DATA FOR REVIEW Block Start
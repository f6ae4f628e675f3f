//! Application router configuration with protected and unprotected route definitions.

use axum::{
    Router,
    extract::FromRef,
    middleware,
    response::Redirect,
    routing::{get, post},
};

use crate::{
    AppState,
    auth::{
        AuthState, auth_guard, auth_guard_api, get_log_in_page, get_log_out, get_sign_up_page,
        post_log_in, post_sign_up,
    },
    dashboard::{get_dashboard_page, get_expense_breakdown_data, get_expense_trend_data},
    endpoints,
    internal_server_error::get_internal_server_error_page,
    logging::logging_middleware,
    not_found::get_404_not_found,
    transaction::{create_transaction_endpoint, get_new_transaction_page},
};

/// Return a router with all the app's routes.
pub fn build_router(state: AppState) -> Router {
    // Log-out stays outside the auth guard: the guard re-issues the session
    // cookies on the way out, which would undo the invalidation.
    let unprotected_routes = Router::new()
        .route(endpoints::ROOT, get(get_index_page))
        .route(
            endpoints::SIGN_UP_VIEW,
            get(get_sign_up_page).post(post_sign_up),
        )
        .route(
            endpoints::LOG_IN_VIEW,
            get(get_log_in_page).post(post_log_in),
        )
        .route(endpoints::LOG_OUT, get(get_log_out))
        .route(
            endpoints::INTERNAL_ERROR_VIEW,
            get(get_internal_server_error_page),
        );

    let auth_state = AuthState::from_ref(&state);

    let protected_routes = Router::new()
        .route(endpoints::DASHBOARD_VIEW, get(get_dashboard_page))
        .route(
            endpoints::NEW_TRANSACTION_VIEW,
            get(get_new_transaction_page),
        )
        .route(endpoints::TRANSACTIONS, post(create_transaction_endpoint))
        .layer(middleware::from_fn_with_state(
            auth_state.clone(),
            auth_guard,
        ));

    // The chart endpoints serve JSON, so an expired session gets a 401
    // instead of a redirect to the log-in page.
    let api_routes = Router::new()
        .route(endpoints::PIE_CHART_API, get(get_expense_breakdown_data))
        .route(endpoints::TRENDS_API, get(get_expense_trend_data))
        .layer(middleware::from_fn_with_state(auth_state, auth_guard_api));

    protected_routes
        .merge(api_routes)
        .merge(unprotected_routes)
        .fallback(get_404_not_found)
        .layer(middleware::from_fn(logging_middleware))
        .with_state(state)
}

/// The root path '/' redirects to the dashboard page.
async fn get_index_page() -> Redirect {
    Redirect::to(endpoints::DASHBOARD_VIEW)
}

#[cfg(test)]
mod router_tests {
    use axum_test::TestServer;
    use rusqlite::Connection;
    use serde_json::{Value, json};
    use time::OffsetDateTime;

    use crate::{AppState, auth::COOKIE_USER_ID, endpoints, routing::build_router};

    fn get_test_server() -> TestServer {
        let connection = Connection::open_in_memory().expect("Could not open database.");
        let state = AppState::new(connection, "wuthering-heights", "Etc/UTC")
            .expect("Could not create app state.");

        let mut server =
            TestServer::try_new(build_router(state)).expect("Could not create test server.");
        server.save_cookies();

        server
    }

    async fn sign_up(server: &TestServer) {
        let response = server
            .post(endpoints::SIGN_UP_VIEW)
            .form(&[
                ("name", "Ada Lovelace"),
                ("age", "30"),
                ("email", "ada@example.com"),
                ("password", "averysafepassword"),
                ("confirm_password", "averysafepassword"),
            ])
            .await;

        response.assert_status_see_other();
        assert!(
            response.maybe_cookie(COOKIE_USER_ID).is_some(),
            "want sign up to set the auth cookie"
        );
    }

    #[tokio::test]
    async fn root_redirects_to_dashboard() {
        let server = get_test_server();

        let response = server.get(endpoints::ROOT).await;

        response.assert_status_see_other();
        assert_eq!(response.header("location"), endpoints::DASHBOARD_VIEW);
    }

    #[tokio::test]
    async fn anonymous_user_is_redirected_to_log_in() {
        let server = get_test_server();

        let response = server.get(endpoints::DASHBOARD_VIEW).await;

        response.assert_status_see_other();
        assert_eq!(
            response.header("location"),
            "/auth/login?redirect_url=%2Fdashboard"
        );
    }

    #[tokio::test]
    async fn anonymous_api_request_gets_unauthorized_json() {
        let server = get_test_server();

        let response = server.get(endpoints::PIE_CHART_API).await;

        response.assert_status_unauthorized();
        let body: Value = response.json();
        assert_eq!(body, json!({"error": "authentication required"}));
    }

    #[tokio::test]
    async fn unknown_route_returns_not_found() {
        let server = get_test_server();

        let response = server.get("/definitely-not-a-page").await;

        response.assert_status_not_found();
    }

    #[tokio::test]
    async fn recording_transactions_updates_dashboard_and_charts() {
        let server = get_test_server();
        sign_up(&server).await;

        let today = OffsetDateTime::now_utc().date().to_string();

        let response = server
            .post(endpoints::TRANSACTIONS)
            .form(&[
                ("transaction_type", "income"),
                ("amount", "100.00"),
                ("date", &today),
                ("category", "Salary"),
                ("note", ""),
            ])
            .await;
        response.assert_status_see_other();

        let response = server
            .post(endpoints::TRANSACTIONS)
            .form(&[
                ("transaction_type", "expense"),
                ("amount", "12.50"),
                ("date", &today),
                ("category", "Food"),
                ("note", "lunch"),
            ])
            .await;
        response.assert_status_see_other();

        let response = server.get(endpoints::DASHBOARD_VIEW).await;
        response.assert_status_ok();
        let page = response.text();
        assert!(
            page.contains("$87.50"),
            "want the balance $87.50 on the dashboard, got:\n{page}"
        );
        assert!(
            page.contains("$100.00"),
            "want today's income $100.00 on the dashboard, got:\n{page}"
        );

        let response = server
            .get(endpoints::PIE_CHART_API)
            .add_query_param("range", "month")
            .await;
        response.assert_status_ok();
        let chart: Value = response.json();
        assert_eq!(chart, json!({"labels": ["Food"], "data": [12.5]}));

        let response = server
            .get(endpoints::TRENDS_API)
            .add_query_param("period", "week")
            .await;
        response.assert_status_ok();
        let chart: Value = response.json();
        let total: f64 = chart["data"]
            .as_array()
            .expect("want a data array")
            .iter()
            .map(|value| value.as_f64().expect("want numbers in the data array"))
            .sum();
        assert_eq!(total, 12.5);
        assert_eq!(
            chart["labels"]
                .as_array()
                .expect("want a labels array")
                .last()
                .expect("want at least one label"),
            &json!(today)
        );
    }

    #[tokio::test]
    async fn log_out_ends_the_session() {
        let server = get_test_server();
        sign_up(&server).await;

        let response = server.get(endpoints::LOG_OUT).await;
        response.assert_status_see_other();
        assert_eq!(response.header("location"), endpoints::LOG_IN_VIEW);

        let response = server.get(endpoints::DASHBOARD_VIEW).await;
        response.assert_status_see_other();
        assert_eq!(
            response.header("location"),
            "/auth/login?redirect_url=%2Fdashboard"
        );
    }
}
DATA FOR REVIEW Block End
→ WHAT TO PRODUCE: A line belongs in the answer if it contains the word "AppState"; please copy each such line from the material.

→ ANSWER TO THIS PROBLEM:
    AppState,
pub fn build_router(state: AppState) -> Router {
    use crate::{AppState, auth::COOKIE_USER_ID, endpoints, routing::build_router};
        let state = AppState::new(connection, "wuthering-heights", "Etc/UTC")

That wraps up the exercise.